Hidup tanpa negative thingking |
Akhirnya kita pada masa akhir-akhir ramadan, di mana seharusnya kita dalam masa yang terbersihkan. Menarik jika perhatikan pada era akhir puasa ini di beberapa petunjuk mengindikasikan bahwa kita yang bersih ini untuk terjun ke dunia spesial, dunia masyarakat, dimana kita mengabdikan diri pada kehidupan nyata. Dalam islam pada akhir puasa ada zakat fitrah dan itu ada konotasi menuju ke kesolehan sosial. Kita masih ingat bahwa pada awal-awal puasa banyak fenomena yang mengindikasikan hati kita masih yang belum bersih, kita tahu banyak fenomena yang membawa nafsu seperti pergaduhan politik, pergaduhan agama, caci maki di media sosial pada akhir periode puasa ini kita diharapkan untuk bersih dari hal-hal demikian.
Kita tidak boleh hasud, jangan sengaja mencari-cari kesalahan, dan jangan saling membelakangi. Maka pada akhir puasa ini kita bersihkan dari sikap kebencian dan kebencian, namun kita peterat lagi persatuan, paling tidak kita paham bahwa kita sesama muslim dan sesama manusia.
Kita cermati bahwa hal-hal yang memicu kebencian setidaknya ada beberapa hal, mari kita cermati bersama:
1. Over generalisasi, hal-hal kecil yang dibesarkan dengan tujuan yang kurang baik. Misalnya orang barat menganggap semua orang Islam itu terrorist karena satu dua orang yang melakukan teror. Logika over generalisasi inilah yang digunakan untuk menghakimi orang yang berbeda dengan kita. Biasanya dimuali dari hasud, saling memata-matai dan mencurigai.
2. Read the thought, kita menyangka atau bisa membaca pikiran orang lain. Kita menyangka orang lain telah merencanakan hal-hal jahat yang akan dilakukan kepada kita. Dan kita berperasangka buruk selalu kepada orang lain. Oleh karena kita baiknya selalu berpositif thingking.
3. Mengedepankan emosi saat menghadapi sesuatu. Manusia ini wajar mengedepankan emosi, tapi jangan melupakan akal sehat.
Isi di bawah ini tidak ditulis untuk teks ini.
//! Sessions replayed from a recorded `stream-json` transcript.
//!
//! Used by `--replay` for offline runs and by tests as a stand-in for the
//! agent. Control requests in the transcript go through the same
//! [`ControlHandler`] as a live session; every reply is recorded so callers
//! can inspect what would have been written to the agent.

use super::control::{ControlAction, ControlHandler};
use super::{AgentSession, SessionLauncher, SessionRequest};
use crate::model::{SdkError, SdkEvent, ToolInvocation};
use crate::parser::{parse_line_graceful, ParseResult, StreamMessage};
use crate::tools::ToolResult;
use serde_json::Value;
use std::collections::VecDeque;
use std::path::Path;
use std::sync::{Arc, Mutex, PoisonError};
use tracing::{debug, warn};

/// One scripted step.
#[derive(Debug, Clone, PartialEq)]
pub enum ReplayStep {
    /// A protocol message as if read from the agent.
    Message(StreamMessage),
    /// The session fails with this message.
    Failure(String),
}

/// Launcher that plays back a fixed script. Each launch starts from the
/// beginning of the script.
#[derive(Debug, Clone, Default)]
pub struct ReplayLauncher {
    steps: Vec<ReplayStep>,
    transcript: Arc<Mutex<Vec<Value>>>,
    requests: Arc<Mutex<Vec<SessionRequest>>>,
}

impl ReplayLauncher {
    /// Launcher playing `steps` in order.
    pub fn from_steps(steps: Vec<ReplayStep>) -> Self {
        Self {
            steps,
            ..Self::default()
        }
    }

    /// Launcher whose sessions fail on the first read.
    pub fn failing(message: impl Into<String>) -> Self {
        Self::from_steps(vec![ReplayStep::Failure(message.into())])
    }

    /// Parse a JSONL transcript. Malformed lines are logged and skipped.
    pub fn from_jsonl(contents: &str) -> Self {
        let steps = contents
            .lines()
            .enumerate()
            .filter_map(|(index, line)| match parse_line_graceful(line, index + 1) {
                ParseResult::Valid(message) => Some(ReplayStep::Message(message)),
                ParseResult::Malformed(malformed) => {
                    warn!(
                        line = malformed.line_number(),
                        error = malformed.error_message(),
                        "Skipping malformed transcript line"
                    );
                    None
                }
            })
            .collect();
        Self::from_steps(steps)
    }

    /// Read a JSONL transcript from disk.
    ///
    /// # Errors
    ///
    /// Returns `SdkError::Io` if the file cannot be read.
    pub fn from_path(path: &Path) -> Result<Self, SdkError> {
        let contents = std::fs::read_to_string(path)?;
        debug!(?path, "Loaded replay transcript");
        Ok(Self::from_jsonl(&contents))
    }

    /// Scripted steps.
    pub fn steps(&self) -> &[ReplayStep] {
        &self.steps
    }

    /// Every control response written so far, across all launches.
    pub fn transcript(&self) -> Vec<Value> {
        self.transcript
            .lock()
            .unwrap_or_else(PoisonError::into_inner)
            .clone()
    }

    /// Every request this launcher was asked to start.
    pub fn requests(&self) -> Vec<SessionRequest> {
        self.requests
            .lock()
            .unwrap_or_else(PoisonError::into_inner)
            .clone()
    }
}

impl SessionLauncher for ReplayLauncher {
    fn launch(&self, request: &SessionRequest) -> Result<Box<dyn AgentSession>, SdkError> {
        self.requests
            .lock()
            .unwrap_or_else(PoisonError::into_inner)
            .push(request.clone());

        Ok(Box::new(ReplaySession {
            steps: self.steps.iter().cloned().collect(),
            queued: VecDeque::new(),
            control: ControlHandler::new(request.mcp_server.clone()),
            transcript: Arc::clone(&self.transcript),
        }))
    }
}

struct ReplaySession {
    steps: VecDeque<ReplayStep>,
    queued: VecDeque<SdkEvent>,
    control: ControlHandler,
    transcript: Arc<Mutex<Vec<Value>>>,
}

impl ReplaySession {
    fn record(&self, message: Value) {
        self.transcript
            .lock()
            .unwrap_or_else(PoisonError::into_inner)
            .push(message);
    }
}

impl AgentSession for ReplaySession {
    fn next_event(&mut self) -> Result<Option<SdkEvent>, SdkError> {
        loop {
            if let Some(event) = self.queued.pop_front() {
                return Ok(Some(event));
            }
            let Some(step) = self.steps.pop_front() else {
                return Ok(None);
            };

            match step {
                ReplayStep::Failure(message) => return Err(SdkError::Session(message)),
                ReplayStep::Message(StreamMessage::Events(events)) => self.queued.extend(events),
                ReplayStep::Message(StreamMessage::ControlRequest(request)) => {
                    match self.control.handle(request) {
                        ControlAction::Reply(reply) => self.record(reply),
                        ControlAction::Invoke(invocation) => {
                            return Ok(Some(SdkEvent::ToolInvocation(invocation)));
                        }
                    }
                }
                ReplayStep::Message(StreamMessage::ControlResponse { request_id, .. }) => {
                    debug!(?request_id, "Ignoring recorded control response");
                }
            }
        }
    }

    fn respond_to_tool(&mut self, invocation: &ToolInvocation, result: &ToolResult) -> Result<(), SdkError> {
        let response = self.control.tool_response(invocation, result)?;
        self.record(response);
        Ok(())
    }

    fn finish(self: Box<Self>) -> Result<(), SdkError> {
        if self.control.pending_invocations() > 0 {
            warn!(
                pending = self.control.pending_invocations(),
                "Replay finished with unanswered tool invocations"
            );
        }
        Ok(())
    }
}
Kita bisa tidak suka terhadap sesuatu namun ketidaksukaan itu harus pada batasan yang wajar.
4. Costumisation, kita sering salah berpikir terhadap satu variable menjadi sebab dari segala peristiwa. Padahal variabelnya banyak. Misalnya penyebab kemunduran umat islam karena sebab A, karena sebab B atau dari kelompok Xr atau dari mazhab Xy. Padahal kalau kita lebih jeli penyebabnya itu sangat banyak.
Tidak ada bias dalam setiap langkah |
5. Ada juga penyebab kebencian yakni suka melebih-lebihkan dan suka mengurangi (tidak objective) kalau ada kebaikan dari orang yang tidak kita suka maka dikecil-kecilkan dan jika ada kesalahan maka akan dibesar-besarkan, dan sebaliknya jika suka pada orang atau kelompok tertentu.
6. Ada juga orang yang berfikirnya kacau, itu orang yang sangat panik, orang yang sangat marah, sangat lapar, sangat tersingung, atau jangan-jangan orang yang sedang sangat kenyang. Ini menunjukan berpikirnya tidak jernih.
7. Berpikir bias atau milih-milih, misalnya orang yakin bila angka 13 itu angka sial, sehingga dia mengindari angka 13, bila ditanya dia akan menjawab dengan mencari data kesialan, bencana yang terjadi pada angka 13. Tapi bencana itu bisa terjadi pada tanggal berapa pun, tapi dia hanya memilih pada tanggal 13 sebagai bukti jawaban (Confirmation Bias). Kalau tidak suka pada kelompok A maka dia akan selalu membesarkan atau mencari hal-hal yang tidak disukai dari kelompok A.
Pada akhir puasa ini diharapkan semua melenyapkan kebencian-kebencian sehingga pada akhirnya kita menemukan Idul Fitri (kesucian/bersihan jiwa), menemukan kembali kesucian, kembali kepada fitrah.
Bila kita susah menaklukan kebencian maka sisihkanlah ke tempat lain dan ganti lah dengan rasa kasih dan cinta ~ Mahatma Gandhi.